» **Work required**:
Look through the listing below and report every line that contains "MeteringPointType".

*** Provided material Section Begins ***

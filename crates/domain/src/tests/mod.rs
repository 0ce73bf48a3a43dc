// Copyright (C) 2026 Fred Clausen
// Use of this source code is governed by an MIT-style
// license that can be found in the LICENSE file or at
// https://opensource.org/licenses/MIT.

#![allow(clippy::expect_used, clippy::unwrap_used)]

mod address;
mod master_data;
mod types;
mod validation;
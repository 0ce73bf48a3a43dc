// Copyright (C) 2026 Fred Clausen
// Use of this source code is governed by an MIT-style
// license that can be found in the LICENSE file or at
// https://opensource.org/licenses/MIT.

use super::MasterDataRules;
use super::shared::{self, AddressRequirement};
use meteringpoint_domain::{
    BusinessRulesValidationResult, MasterData, MeasurementUnitType, MeteringPointType, ProductType,
    ReadingOccurrence, ValidationError,
};

const READING_OCCURRENCES: &[ReadingOccurrence] =
    &[ReadingOccurrence::Hourly, ReadingOccurrence::Quarterly];

/// Rules for exchange reactive energy metering points.
#[derive(Debug, Clone, Copy, Default)]
pub struct ExchangeReactiveEnergyRules;

impl MasterDataRules for ExchangeReactiveEnergyRules {
    fn target(&self) -> MeteringPointType {
        MeteringPointType::ExchangeReactiveEnergy
    }

    fn check_rules(&self, master_data: &MasterData) -> BusinessRulesValidationResult {
        let target: MeteringPointType = self.target();
        [
            shared::check_product_type(master_data, target, &[ProductType::EnergyReactive]),
            shared::check_unit_type(master_data, target, &[MeasurementUnitType::KVArh]),
            shared::check_reading_occurrence(master_data, target, READING_OCCURRENCES),
            shared::check_address(master_data, AddressRequirement::Postal),
        ]
        .into_iter()
        .collect()
    }
}

/// An exchange reactive energy point is read as often as its parent.
///
/// Records without a reading occurrence are skipped.
#[must_use]
pub fn check_reading_occurrence_matches_parent(
    master_data: &MasterData,
    parent: &MasterData,
) -> BusinessRulesValidationResult {
    match (master_data.reading_occurrence(), parent.reading_occurrence()) {
        (Some(occurrence), Some(parent_occurrence)) if occurrence != parent_occurrence => {
            BusinessRulesValidationResult::from_error(
                ValidationError::ReadingOccurrenceDoesNotMatchParent {
                    occurrence,
                    parent_occurrence,
                },
            )
        }
        _ => BusinessRulesValidationResult::new(),
    }
}
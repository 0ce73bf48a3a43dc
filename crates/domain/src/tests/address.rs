// Copyright (C) 2026 Fred Clausen
// Use of this source code is governed by an MIT-style
// license that can be found in the LICENSE file or at
// https://opensource.org/licenses/MIT.

use crate::{
    Address, AddressComponents, BusinessRulesValidationResult, CountryCode, ValidationError,
};

fn danish_address() -> AddressComponents {
    AddressComponents {
        street_name: Some(String::from("Vestervej")),
        street_code: Some(String::from("0405")),
        building_number: Some(String::from("12B")),
        city: Some(String::from("Fredericia")),
        post_code: Some(String::from("7000")),
        country_code: Some(String::from("DK")),
        municipality_code: Some(String::from("607")),
        is_actual: Some(true),
        geo_info_reference: Some(String::from("f0e50bc8-a3a2-4a3c-9e2a-0d9c1d5bb3a4")),
        ..AddressComponents::default()
    }
}

#[test]
fn test_valid_danish_address() {
    let components: AddressComponents = danish_address();
    assert!(Address::check_rules(&components).success());

    let address: Address = Address::create(&components);
    assert_eq!(address.street_name(), Some("Vestervej"));
    assert_eq!(address.country_code(), Some(CountryCode::DK));
    assert_eq!(address.municipality_code(), Some(607));
    assert!(address.geo_info_reference().is_some());
}

#[test]
fn test_danish_building_number_patterns() {
    for number in ["1", "123", "12B", "1-3", "1A-3B"] {
        let components: AddressComponents = AddressComponents {
            building_number: Some(String::from(number)),
            ..danish_address()
        };
        assert!(Address::check_rules(&components).success(), "{number}");
    }

    let components: AddressComponents = AddressComponents {
        building_number: Some(String::from("1234")),
        ..danish_address()
    };
    assert_eq!(
        Address::check_rules(&components).errors(),
        &[ValidationError::BuildingNumberFormat {
            value: String::from("1234"),
        }]
    );
}

#[test]
fn test_danish_building_number_requires_ascii_digits() {
    let components: AddressComponents = AddressComponents {
        building_number: Some(String::from("١٢")),
        ..danish_address()
    };
    assert_eq!(
        Address::check_rules(&components).errors(),
        &[ValidationError::BuildingNumberFormat {
            value: String::from("١٢"),
        }]
    );
}

#[test]
fn test_country_code_is_matched_without_case() {
    let components: AddressComponents = AddressComponents {
        country_code: Some(String::from("dk")),
        ..danish_address()
    };
    assert!(Address::check_rules(&components).success());
    assert_eq!(
        Address::create(&components).country_code(),
        Some(CountryCode::DK)
    );

    let components: AddressComponents = AddressComponents {
        country_code: Some(String::from("dk")),
        post_code: Some(String::from("70000")),
        ..danish_address()
    };
    assert_eq!(
        Address::check_rules(&components).errors(),
        &[ValidationError::PostCodeFormat {
            value: String::from("70000"),
        }]
    );
}

#[test]
fn test_post_code_depends_on_country() {
    let components: AddressComponents = AddressComponents {
        post_code: Some(String::from("DK-7000")),
        ..danish_address()
    };
    assert!(matches!(
        Address::check_rules(&components).first(),
        Some(ValidationError::PostCodeFormat { .. })
    ));

    let components: AddressComponents = AddressComponents {
        post_code: Some(String::from("DK-7000")),
        country_code: None,
        ..danish_address()
    };
    assert!(Address::check_rules(&components).success());
}

#[test]
fn test_unknown_country_code_is_reported() {
    let components: AddressComponents = AddressComponents {
        country_code: Some(String::from("SE")),
        ..danish_address()
    };
    assert_eq!(
        Address::check_rules(&components).errors(),
        &[ValidationError::InvalidCountryCode {
            value: String::from("SE"),
        }]
    );
}

#[test]
fn test_all_format_violations_are_accumulated() {
    let components: AddressComponents = AddressComponents {
        street_name: Some("x".repeat(41)),
        street_code: Some(String::from("0000")),
        city: Some("x".repeat(26)),
        floor: Some(String::from("12345")),
        room: Some(String::from("12345")),
        municipality_code: Some(String::from("099")),
        geo_info_reference: Some(String::from("not-a-uuid")),
        ..danish_address()
    };
    let result: BusinessRulesValidationResult = Address::check_rules(&components);
    assert_eq!(result.errors().len(), 7);
    assert!(result.errors().iter().all(|e| e.code() == "E86"));
}

#[test]
fn test_empty_components_become_absent() {
    let components: AddressComponents = AddressComponents {
        street_name: Some(String::new()),
        ..danish_address()
    };
    let address: Address = Address::create(&components);
    assert_eq!(address.street_name(), None);
}

#[test]
fn test_components_round_trip() {
    let address: Address = Address::create(&danish_address());
    assert_eq!(Address::create(&address.to_components()), address);
}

*** Provided material Section Ends ***

» **Response area**:
    BusinessRulesValidationResult, MasterData, MeasurementUnitType, MeteringPointType, ProductType,
    fn target(&self) -> MeteringPointType {
        MeteringPointType::ExchangeReactiveEnergy
        let target: MeteringPointType = self.target();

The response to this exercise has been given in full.